Written by: Srikanth Bathini, MD

Illustrations by: Corina Teodosiu,MD

AcademicCME (www.academiccme.com) is accrediting this educational activity for CE and CME for clinician learners. Please go to https://academiccme.com/kicr_blogposts/ to claim credit for participation.

Patients with acute kidney injury (AKI) post myocardial infarction (MI) have a higher all-cause mortality. Patients experiencing AKI alone have an associated 2-fold increased mortality risk compared to patients diagnosed with MI alone. Patients with AKI may have associated chronic kidney disease (CKD), cardiovascular disease and other underlying risk factors may contribute to this higher mortality risk. In fact, patients diagnosed with AKI have an associated 86% increased risk of CV mortality and a 38% rise in CV events . Additionally, the risk of CV events rises significantly in patients requiring dialysis following a diagnosis of AKI. Finally, the duration of AKI is a strong predictor of long term mortality. Renal recovery is associated with a lower mortality rate.

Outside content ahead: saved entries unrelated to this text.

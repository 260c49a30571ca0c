//! Linux futex-based parking
//!
//! The futex word is the wake epoch. A parking worker samples it, re-checks
//! for work, then `FUTEX_WAIT`s on the sampled value; the kernel refuses to
//! sleep if a waker bumped the epoch in between.

use super::IdleParking;
use std::sync::atomic::{AtomicU32, AtomicUsize, Ordering};
use std::time::Duration;

pub struct FutexParking {
    epoch: AtomicU32,
    parked: AtomicUsize,
}

impl FutexParking {
    pub fn new() -> Self {
        Self {
            epoch: AtomicU32::new(0),
            parked: AtomicUsize::new(0),
        }
    }

    fn wake(&self, count: i32) {
        self.epoch.fetch_add(1, Ordering::SeqCst);
        if self.parked.load(Ordering::SeqCst) == 0 {
            return;
        }
        // SAFETY: the futex word outlives the call; no timeout or second
        // address is passed for FUTEX_WAKE.
        unsafe {
            libc::syscall(
                libc::SYS_futex,
                self.epoch.as_ptr(),
                libc::FUTEX_WAKE | libc::FUTEX_PRIVATE_FLAG,
                count,
                std::ptr::null::<libc::timespec>(),
                std::ptr::null::<u32>(),
                0u32,
            );
        }
    }
}

impl Default for FutexParking {
    fn default() -> Self {
        Self::new()
    }
}

impl IdleParking for FutexParking {
    fn park(&self, timeout: Option<Duration>, has_work: &dyn Fn() -> bool) -> bool {
        self.parked.fetch_add(1, Ordering::SeqCst);
        let seen = self.epoch.load(Ordering::SeqCst);
        if has_work() {
            self.parked.fetch_sub(1, Ordering::SeqCst);
            return false;
        }

        let timespec = timeout.map(|d| libc::timespec {
            tv_sec: d.as_secs() as libc::time_t,
            tv_nsec: d.subsec_nanos() as libc::c_long,
        });
        let timespec_ptr = match &timespec {
            Some(ts) => ts as *const libc::timespec,
            None => std::ptr::null(),
        };

        // SAFETY: the futex word and the timespec live across the call.
        // FUTEX_WAIT returns immediately if the word no longer equals `seen`.
        let rc = unsafe {
            libc::syscall(
                libc::SYS_futex,
                self.epoch.as_ptr(),
                libc::FUTEX_WAIT | libc::FUTEX_PRIVATE_FLAG,
                seen,
                timespec_ptr,
                std::ptr::null::<u32>(),
                0u32,
            )
        };
        self.parked.fetch_sub(1, Ordering::SeqCst);

        // EAGAIN means the epoch moved before we slept, which is a wake too
        rc == 0
            || std::io::Error::last_os_error().raw_os_error() == Some(libc::EAGAIN)
            || self.epoch.load(Ordering::SeqCst) != seen
    }

    fn wake_one(&self) {
        self.wake(1);
    }

    fn wake_all(&self) {
        self.wake(i32::MAX);
    }

    fn parked_count(&self) -> usize {
        self.parked.load(Ordering::Relaxed)
    }
}
//! Process signal hooks
//!
//! SIGINT/SIGTERM only bump a process-wide counter. Each context that
//! installed the hook holds a `FinishSubscription` taken at install time;
//! its `execute()` poll loop turns a newer count into `Context::finish()`.
//! Contexts that never subscribed ignore signals.

use std::sync::atomic::{AtomicU64, Ordering};

static FINISH_SIGNALS: AtomicU64 = AtomicU64::new(0);

/// Finish signals received by the process so far
#[inline]
pub fn finish_signals() -> u64 {
    FINISH_SIGNALS.load(Ordering::Acquire)
}

pub(crate) fn record_finish_signal() {
    FINISH_SIGNALS.fetch_add(1, Ordering::AcqRel);
}

/// One context's view of the finish signals
#[derive(Debug, Clone, Copy, PartialEq, Eq)]
pub struct FinishSubscription {
    seen: u64,
}

impl FinishSubscription {
    /// Only signals received after this call count
    pub fn new() -> Self {
        Self { seen: finish_signals() }
    }

    #[inline]
    pub fn pending(&self) -> bool {
        finish_signals() != self.seen
    }
}

impl Default for FinishSubscription {
    fn default() -> Self {
        Self::new()
    }
}

cfg_if::cfg_if! {
    if #[cfg(unix)] {
        mod unix;
        pub use unix::install_finish_handler;
    } else {
        /// No signal support on this platform; the hook is a no-op
        pub fn install_finish_handler() -> leap_core::LeapResult<()> {
            Ok(())
        }
    }
}

#[cfg(test)]
mod tests {
    use super::*;

    #[test]
    fn test_subscriptions_see_later_signals_only() {
        let early = FinishSubscription::new();
        record_finish_signal();
        let late = FinishSubscription::new();
        assert!(early.pending());
        assert!(!late.pending());

        record_finish_signal();
        assert!(early.pending());
        assert!(late.pending());
    }
}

Brar et al retrospectively studied patients who developed CKD after AKI noting patients prescribed statins post-AKI had lower risk of hospitalizations and mortality after a 2-year follow up period. Despite this, the use of statins is not fully implemented following acute MI due to an apprehension of drug induced complications.

The use of renin angiotensin aldosterone system (RAAS) inhibition following an AKI episode is uncommon due to the assumption that AKI recovery may be delayed with premature initiation. Furthermore, the discontinuation of RAASi in the setting of AKI is widely practiced to avoid hyperkalemia. Chou et al evaluated the effect of RAAS inhibitor initiation after kidney recovery in patients with cardiac surgery associated with AKI. They were able to demonstrate a lower risk of CKD development. In a retrospective cohort study looking at patients prescribed angiotensin converting enzyme inhibitors (ACEi) or angiotensin receptor blockers (ARB) within 6 months of hospitalization, a lower mortality risk was identified. Interestingly, an increased risk of repeat hospitalization from renal causes was also observed. The latter finding has not been reproduced in recent studies. The timing of initiation or resumption of RAASi following kidney injury remains controversial.

RAAS inhibitors, β-blockers and statins are considered standard of care and reduce long term mortality following acute MI. Kidney injury often results in delay or disruption in the receipt of goal directed therapy. Leung et al demonstrated that patients with stage 2 and 3 AKI post-coronary angiography experienced a reduction in ACEi/ARB, β-blocker and statin prescription by 120 days of hospital discharge (64%, 73% and 65%, respectively) compared to 83% in patients without AKI. Delay in initiation or resumption of goal directed therapy in our vulnerable and high risk CV populations contributes to CV and mortality risk, which is no doubt confounded by the additive risk of AKI.

The patterns of cardioprotective drug use in patients with AKI presents an opportunity to improve current practices. Munoz et al sought to quantify and compare the differences in time with dispensing ACE/ARB, β-blockers and statins in patients with a history of MI with and without AKI.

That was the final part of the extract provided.